I was thinking about courage.
Does it take more courage to stay or to go. Does it take more courage to fight and fight and fight or to give in and give up. Does it take more courage to stand up for what you think is right or realize it is wrong and run the other way.
Looking back on my life I see myself running. I see myself running away from fears and doubts. I see myself giving up and giving in for whatever reason. I can see me running away and never looking back.
I'm like everyone else. Sometimes I want to run. There and minutes, hours and days that I just want to run Forrest Gump style.
When I was young and single I could and I did.
I ran in hope to Colorado. I ran away with fear and regret.
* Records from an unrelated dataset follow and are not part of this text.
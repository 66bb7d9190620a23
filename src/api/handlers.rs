//! Invitation endpoints.
//!
//! Every handler validates its input first, then passes the access gate, then
//! makes exactly one Vortex API call. Nothing reaches the API for a request
//! that fails validation or is denied.

use std::sync::Arc;

use anyhow::Context;
use axum::Json;
use axum::body::Bytes;
use axum::extract::rejection::PathRejection;
use axum::extract::{Path, State};
use serde_json::Value;

use crate::access::{GroupResource, InvitationResource, Protected};
use crate::api::state::VortexState;
use crate::api::types::{AcceptInvitationsRequest, InvitationsResponse, SuccessResponse, TargetQuery};
use crate::auth::RequestContext;
use crate::error::{VortexError, VortexResult};
use crate::model::Invitation;
use crate::types::{GroupId, GroupType, InvitationId};

fn invitation_resource(path: Result<Path<String>, PathRejection>) -> VortexResult<InvitationResource> {
    path.ok()
        .and_then(|Path(id)| InvitationId::sanitized(&id))
        .map(|invitation_id| InvitationResource { invitation_id })
        .ok_or_else(|| VortexError::validation("Invalid invitation ID"))
}

fn group_resource(
    path: Result<Path<(String, String)>, PathRejection>,
) -> VortexResult<GroupResource> {
    let invalid = || VortexError::validation("Invalid group parameters");
    let Path((group_type, group_id)) = path.map_err(|_| invalid())?;

    match (GroupType::sanitized(&group_type), GroupId::sanitized(&group_id)) {
        (Some(group_type), Some(group_id)) => Ok(GroupResource {
            group_type,
            group_id,
        }),
        _ => Err(invalid()),
    }
}

/// `GET /invitations?targetType=&targetValue=`
pub async fn get_invitations_by_target(
    State(state): State<VortexState>,
    request: RequestContext,
) -> VortexResult<Json<InvitationsResponse>> {
    let query = TargetQuery::from_request(&request)?;

    let request = Arc::new(request);
    let guarded = state.guard(&request, Protected::InvitationsByTarget).await?;

    let invitations = guarded
        .client
        .get_invitations_by_target(query.target_type, query.target_value)
        .await
        .context("Error in get_invitations_by_target")?;

    Ok(Json(InvitationsResponse { invitations }))
}

/// `GET /invitations/{invitationId}`
pub async fn get_invitation(
    State(state): State<VortexState>,
    request: RequestContext,
    path: Result<Path<String>, PathRejection>,
) -> VortexResult<Json<Invitation>> {
    let resource = invitation_resource(path)?;
    let invitation_id = resource.invitation_id.clone();

    let request = Arc::new(request);
    let guarded = state.guard(&request, Protected::Invitation(resource)).await?;

    let invitation = guarded
        .client
        .get_invitation(invitation_id)
        .await
        .context("Error in get_invitation")?;

    Ok(Json(invitation))
}

/// `DELETE /invitations/{invitationId}`
pub async fn revoke_invitation(
    State(state): State<VortexState>,
    request: RequestContext,
    path: Result<Path<String>, PathRejection>,
) -> VortexResult<Json<SuccessResponse>> {
    let resource = invitation_resource(path)?;
    let invitation_id = resource.invitation_id.clone();

    let request = Arc::new(request);
    let guarded = state
        .guard(&request, Protected::DeleteInvitation(resource))
        .await?;

    guarded
        .client
        .revoke_invitation(invitation_id)
        .await
        .context("Error in revoke_invitation")?;

    Ok(Json(SuccessResponse::ok()))
}

/// `POST /invitations/accept`
pub async fn accept_invitations(
    State(state): State<VortexState>,
    request: RequestContext,
    body: Bytes,
) -> VortexResult<Json<Value>> {
    let accept = AcceptInvitationsRequest::parse(&body)?;

    let request = Arc::new(request);
    let guarded = state
        .guard(&request, Protected::AcceptInvitations(accept.resource()))
        .await?;

    let result = guarded
        .client
        .accept_invitations(accept.invitation_ids, accept.target)
        .await
        .context("Error in accept_invitations")?;

    Ok(Json(result))
}

/// `GET /invitations/by-group/{groupType}/{groupId}`
pub async fn get_invitations_by_group(
    State(state): State<VortexState>,
    request: RequestContext,
    path: Result<Path<(String, String)>, PathRejection>,
) -> VortexResult<Json<InvitationsResponse>> {
    let group = group_resource(path)?;
    let GroupResource {
        group_type,
        group_id,
    } = group.clone();

    let request = Arc::new(request);
    let guarded = state
        .guard(&request, Protected::InvitationsByGroup(group))
        .await?;

    let invitations = guarded
        .client
        .get_invitations_by_group(group_type, group_id)
        .await
        .context("Error in get_invitations_by_group")?;

    Ok(Json(InvitationsResponse { invitations }))
}

/// `DELETE /invitations/by-group/{groupType}/{groupId}`
pub async fn delete_invitations_by_group(
    State(state): State<VortexState>,
    request: RequestContext,
    path: Result<Path<(String, String)>, PathRejection>,
) -> VortexResult<Json<SuccessResponse>> {
    let group = group_resource(path)?;
    let GroupResource {
        group_type,
        group_id,
    } = group.clone();

    let request = Arc::new(request);
    let guarded = state
        .guard(&request, Protected::DeleteInvitationsByGroup(group))
        .await?;

    guarded
        .client
        .delete_invitations_by_group(group_type, group_id)
        .await
        .context("Error in delete_invitations_by_group")?;

    Ok(Json(SuccessResponse::ok()))
}

/// `POST /invitations/{invitationId}/reinvite`
pub async fn reinvite(
    State(state): State<VortexState>,
    request: RequestContext,
    path: Result<Path<String>, PathRejection>,
) -> VortexResult<Json<Invitation>> {
    let resource = invitation_resource(path)?;
    let invitation_id = resource.invitation_id.clone();

    let request = Arc::new(request);
    let guarded = state.guard(&request, Protected::Reinvite(resource)).await?;

    let invitation = guarded
        .client
        .reinvite(invitation_id)
        .await
        .context("Error in reinvite")?;

    Ok(Json(invitation))
}
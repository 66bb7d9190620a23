//! Error taxonomy shared by every Vortex endpoint.
//!
//! Validation and access-control failures are detected locally and carry a
//! client-facing message. Everything unexpected (hook failures, Vortex API
//! failures, store misconfiguration) becomes `Internal`, whose detail is only
//! ever logged.

use std::fmt;

use crate::store::ConfigError;

/// Message returned to clients for any internal failure.
pub const GENERIC_ERROR_MESSAGE: &str = "An error occurred while processing your request";

/// Errors produced while handling a Vortex request.
#[derive(Debug, Clone)]
pub enum VortexError {
    /// Client input is missing or malformed (400).
    Validation(String),

    /// No identity could be resolved where one is mandatory (401).
    Unauthorized,

    /// An access hook refused the request, or no hook is registered and
    /// no user was resolved (403).
    AccessDenied(String),

    /// The route exists but not for this HTTP method (405).
    MethodNotAllowed,

    /// The adapter is configured in a way that cannot serve this endpoint (500).
    Configuration(String),

    /// Unexpected failure; the detail stays server-side (500).
    Internal(String),
}

impl fmt::Display for VortexError {
    fn fmt(&self, f: &mut fmt::Formatter<'_>) -> fmt::Result {
        match self {
            Self::Validation(msg) => write!(f, "Validation error: {}", msg),
            Self::Unauthorized => write!(f, "Unauthorized"),
            Self::AccessDenied(msg) => write!(f, "{}", msg),
            Self::MethodNotAllowed => write!(f, "Method not allowed"),
            Self::Configuration(msg) => write!(f, "Configuration error: {}", msg),
            Self::Internal(msg) => write!(f, "Internal error: {}", msg),
        }
    }
}

impl std::error::Error for VortexError {}

impl VortexError {
    pub fn validation(message: impl Into<String>) -> Self {
        Self::Validation(message.into())
    }

    /// The access hook returned `false`.
    pub fn access_denied() -> Self {
        Self::AccessDenied("Access denied".to_string())
    }

    /// No access hook is registered and the request carries no user.
    pub fn access_requires_user() -> Self {
        Self::AccessDenied(
            "Access denied. Configure access control hooks for invitation endpoints.".to_string(),
        )
    }

    /// HTTP status code for this error.
    pub fn status_code(&self) -> u16 {
        match self {
            Self::Validation(_) => 400,
            Self::Unauthorized => 401,
            Self::AccessDenied(_) => 403,
            Self::MethodNotAllowed => 405,
            Self::Configuration(_) | Self::Internal(_) => 500,
        }
    }

    /// Message safe to return in the `{error}` body.
    pub fn client_message(&self) -> String {
        match self {
            Self::Validation(msg) | Self::AccessDenied(msg) | Self::Configuration(msg) => {
                msg.clone()
            }
            Self::Unauthorized => "Unauthorized".to_string(),
            Self::MethodNotAllowed => "Method not allowed".to_string(),
            Self::Internal(_) => GENERIC_ERROR_MESSAGE.to_string(),
        }
    }
}

/// Result type for Vortex request handling.
pub type VortexResult<T> = Result<T, VortexError>;

impl From<anyhow::Error> for VortexError {
    fn from(err: anyhow::Error) -> Self {
        // `{:#}` keeps the context chain on a single line for the log.
        Self::Internal(format!("{:#}", err))
    }
}

impl From<ConfigError> for VortexError {
    fn from(err: ConfigError) -> Self {
        Self::Internal(err.to_string())
    }
}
I ran in hope to New Hampshire. I ran away with fear and regret.
Now here I am.
I can't run. Sometimes I think I could but I will not. I have the courage to fight and fight. It doesn't mean that I don't want to. Man, sometimes I feel like walking out the door and not stopping...
The simplicity of my life has created complexities that I never would have dreamed of. The weight of the decisions that I have made are heavy on my back. The who of who I am is sometimes the question of my day...and the dreams of my night.
For now I am sure that I am unsure. I am sure that I don't know from where happiness and contentment are going to come.
I irony of my workout tonight just hit me. I ran laps around the track....it was hard work but I got nowhere. Sounds like my life....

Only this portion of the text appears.